## DIRECTIONS
Up to and including the line that contains "if let Some(until_clear)", return every line from the start of the data, unchanged.

§ §

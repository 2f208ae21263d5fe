//! Alert, alert rule, and alert template tools

use rmcp::ErrorData as McpError;
use rmcp::handler::server::wrapper::Parameters;
use rmcp::model::CallToolResult;
use std::sync::Arc;

use lnms_infrastructure::{LibreNmsClient, Query};

use super::check_args;
use crate::args::{
    AlertAcknowledgeArgs, AlertIdArgs, AlertsListArgs, NoArgs, RuleIdArgs, RulePayloadArgs,
    TemplateIdArgs, TemplatePayloadArgs,
};
use crate::formatter::ResponseFormatter;

/// Handler for the alerting API
#[derive(Clone)]
pub struct AlertsHandler {
    client: Arc<LibreNmsClient>,
}

impl AlertsHandler {
    pub fn new(client: Arc<LibreNmsClient>) -> Self {
        Self { client }
    }

    pub async fn alerts_get(
        &self,
        Parameters(args): Parameters<AlertsListArgs>,
    ) -> Result<CallToolResult, McpError> {
        let mut query = Query::new();
        if let Some(state) = args.state {
            query.insert("state".into(), state.into());
        }
        if let Some(severity) = args.severity {
            query.insert("severity".into(), severity.into());
        }
        if let Some(alert_rule) = args.alert_rule {
            query.insert("alert_rule".into(), alert_rule.into());
        }
        if let Some(order) = args.order {
            query.insert("order".into(), order.into());
        }
        let response = self
            .client
            .get("alerts", Some(&query))
            .await;
        ResponseFormatter::api_response(response)
    }

    pub async fn alert_get_by_id(
        &self,
        Parameters(args): Parameters<AlertIdArgs>,
    ) -> Result<CallToolResult, McpError> {
        check_args(&args)?;
        let response = self
            .client
            .get(&format!("alerts/{}", args.alert_id), None)
            .await;
        ResponseFormatter::api_response(response)
    }

    pub async fn alert_acknowledge(
        &self,
        Parameters(args): Parameters<AlertAcknowledgeArgs>,
    ) -> Result<CallToolResult, McpError> {
        check_args(&args)?;
        let mut body = serde_json::Map::new();
        if let Some(note) = args.note {
            body.insert("note".into(), note.into());
        }
        if let Some(until_clear) = args.until_clear {
            body.insert("until_clear".into(), until_clear.into());
        }
        let body = (!body.is_empty()).then(|| serde_json::Value::Object(body));
        let response = self
            .client
            .put(&format!("alerts/{}", args.alert_id), body.as_ref())
            .await;
        ResponseFormatter::api_response(response)
    }

    pub async fn alert_unmute(
        &self,
        Parameters(args): Parameters<AlertIdArgs>,
    ) -> Result<CallToolResult, McpError> {
        check_args(&args)?;
        let response = self
            .client
            .put(&format!("alerts/unmute/{}", args.alert_id), None)
            .await;
        ResponseFormatter::api_response(response)
    }

    pub async fn alert_rules_list(
        &self,
        Parameters(_args): Parameters<NoArgs>,
    ) -> Result<CallToolResult, McpError> {
        let response = self
            .client
            .get("rules", None)
            .await;
        ResponseFormatter::api_response(response)
    }

    pub async fn alert_rule_get(
        &self,
        Parameters(args): Parameters<RuleIdArgs>,
    ) -> Result<CallToolResult, McpError> {
        check_args(&args)?;
        let response = self
            .client
            .get(&format!("rules/{}", args.rule_id), None)
            .await;
        ResponseFormatter::api_response(response)
    }

    pub async fn alert_rule_add(
        &self,
        Parameters(args): Parameters<RulePayloadArgs>,
    ) -> Result<CallToolResult, McpError> {
        let response = self
            .client
            .post("rules", Some(&args.payload))
            .await;
        ResponseFormatter::api_response(response)
    }

    /// Edits go to the collection path with `rule_id` in the payload
    pub async fn alert_rule_edit(
        &self,
        Parameters(args): Parameters<RulePayloadArgs>,
    ) -> Result<CallToolResult, McpError> {
        if args.payload.get("rule_id").is_none() {
            return Err(McpError::invalid_params(
                "Alert rule edits require rule_id in the payload",
                None,
            ));
        }
        let response = self
            .client
            .put("rules", Some(&args.payload))
            .await;
        ResponseFormatter::api_response(response)
    }

    pub async fn alert_rule_delete(
        &self,
        Parameters(args): Parameters<RuleIdArgs>,
    ) -> Result<CallToolResult, McpError> {
        check_args(&args)?;
        let response = self
            .client
            .delete(&format!("rules/{}", args.rule_id), None)
            .await;
        ResponseFormatter::api_response(response)
    }

    pub async fn alert_templates_list(
        &self,
        Parameters(_args): Parameters<NoArgs>,
    ) -> Result<CallToolResult, McpError> {
        let response = self
            .client
            .get("templates", None)
            .await;
        ResponseFormatter::api_response(response)
    }

    pub async fn alert_template_get(
        &self,
        Parameters(args): Parameters<TemplateIdArgs>,
    ) -> Result<CallToolResult, McpError> {
        check_args(&args)?;
        let response = self
            .client
            .get(&format!("templates/{}", args.template_id), None)
            .await;
        ResponseFormatter::api_response(response)
    }

    pub async fn alert_template_create(
        &self,
        Parameters(args): Parameters<TemplatePayloadArgs>,
    ) -> Result<CallToolResult, McpError> {
        let response = self
            .client
            .post("templates", Some(&args.payload))
            .await;
        ResponseFormatter::api_response(response)
    }

    pub async fn alert_template_edit(
        &self,
        Parameters(args): Parameters<TemplatePayloadArgs>,
    ) -> Result<CallToolResult, McpError> {
        if args.payload.get("id").is_none() {
            return Err(McpError::invalid_params(
                "Alert template edits require id in the payload",
                None,
            ));
        }
        let response = self
            .client
            .put("templates", Some(&args.payload))
            .await;
        ResponseFormatter::api_response(response)
    }

    pub async fn alert_template_delete(
        &self,
        Parameters(args): Parameters<TemplateIdArgs>,
    ) -> Result<CallToolResult, McpError> {
        check_args(&args)?;
        let response = self
            .client
            .delete(&format!("templates/{}", args.template_id), None)
            .await;
        ResponseFormatter::api_response(response)
    }
}
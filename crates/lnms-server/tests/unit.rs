//! Unit test harness
//!
//! Aggregates the unit test modules under `tests/unit/`.

#[path = "unit/registry_tests.rs"]
mod registry_tests;

#[path = "unit/router_tests.rs"]
mod router_tests;

#[path = "unit/policy_tests.rs"]
mod policy_tests;

#[path = "unit/handler_tests.rs"]
mod handler_tests;

#[path = "unit/builder_tests.rs"]
mod builder_tests;
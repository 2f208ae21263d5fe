//! Optional Sentry error tracking
//!
//! Telemetry is off unless a DSN is configured. Events captured by the
//! `sentry_tracing` layer are only delivered while the returned guard
//! is alive, so the caller must hold it for the lifetime of the
//! process.

use crate::config::TelemetryConfig;
use tracing::info;

/// Keeps the Sentry client alive; dropping it flushes pending events
pub struct TelemetryGuard {
    _guard: Option<sentry::ClientInitGuard>,
}

impl TelemetryGuard {
    /// Whether a Sentry client was actually initialized
    pub fn is_enabled(&self) -> bool {
        self._guard.is_some()
    }
}

/// Initialize Sentry if a DSN is configured
pub fn init_telemetry(config: &TelemetryConfig) -> TelemetryGuard {
    let dsn = match config.dsn.as_deref() {
        Some(dsn) if !dsn.trim().is_empty() => dsn.to_string(),
        _ => return TelemetryGuard { _guard: None },
    };

    let guard = sentry::init((
        dsn,
        sentry::ClientOptions {
            release: sentry::release_name!(),
            traces_sample_rate: config.traces_sample_rate,
            environment: config
                .environment
                .clone()
                .map(std::borrow::Cow::Owned),
            ..Default::default()
        },
    ));

    info!("Sentry error tracking enabled");
    TelemetryGuard {
        _guard: Some(guard),
    }
}

#[cfg(test)]
mod tests {
    use super::*;

    #[test]
    fn disabled_without_dsn() {
        let guard = init_telemetry(&TelemetryConfig::default());
        assert!(!guard.is_enabled());
    }

    #[test]
    fn disabled_with_blank_dsn() {
        let config = TelemetryConfig {
            dsn: Some("   ".to_string()),
            ..Default::default()
        };
        let guard = init_telemetry(&config);
        assert!(!guard.is_enabled());
    }
}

§ §

## ANSWER TO THE EXERCISE
repository 2f208ae21263d5fe
//! Alert, alert rule, and alert template tools

use rmcp::ErrorData as McpError;
use rmcp::handler::server::wrapper::Parameters;
use rmcp::model::CallToolResult;
use std::sync::Arc;

use lnms_infrastructure::{LibreNmsClient, Query};

use super::check_args;
use crate::args::{
    AlertAcknowledgeArgs, AlertIdArgs, AlertsListArgs, NoArgs, RuleIdArgs, RulePayloadArgs,
    TemplateIdArgs, TemplatePayloadArgs,
};
use crate::formatter::ResponseFormatter;

/// Handler for the alerting API
#[derive(Clone)]
pub struct AlertsHandler {
    client: Arc<LibreNmsClient>,
}

impl AlertsHandler {
    pub fn new(client: Arc<LibreNmsClient>) -> Self {
        Self { client }
    }

    pub async fn alerts_get(
        &self,
        Parameters(args): Parameters<AlertsListArgs>,
    ) -> Result<CallToolResult, McpError> {
        let mut query = Query::new();
        if let Some(state) = args.state {
            query.insert("state".into(), state.into());
        }
        if let Some(severity) = args.severity {
            query.insert("severity".into(), severity.into());
        }
        if let Some(alert_rule) = args.alert_rule {
            query.insert("alert_rule".into(), alert_rule.into());
        }
        if let Some(order) = args.order {
            query.insert("order".into(), order.into());
        }
        let response = self
            .client
            .get("alerts", Some(&query))
            .await;
        ResponseFormatter::api_response(response)
    }

    pub async fn alert_get_by_id(
        &self,
        Parameters(args): Parameters<AlertIdArgs>,
    ) -> Result<CallToolResult, McpError> {
        check_args(&args)?;
        let response = self
            .client
            .get(&format!("alerts/{}", args.alert_id), None)
            .await;
        ResponseFormatter::api_response(response)
    }

    pub async fn alert_acknowledge(
        &self,
        Parameters(args): Parameters<AlertAcknowledgeArgs>,
    ) -> Result<CallToolResult, McpError> {
        check_args(&args)?;
        let mut body = serde_json::Map::new();
        if let Some(note) = args.note {
            body.insert("note".into(), note.into());
        }
        if let Some(until_clear) = args.until_clear {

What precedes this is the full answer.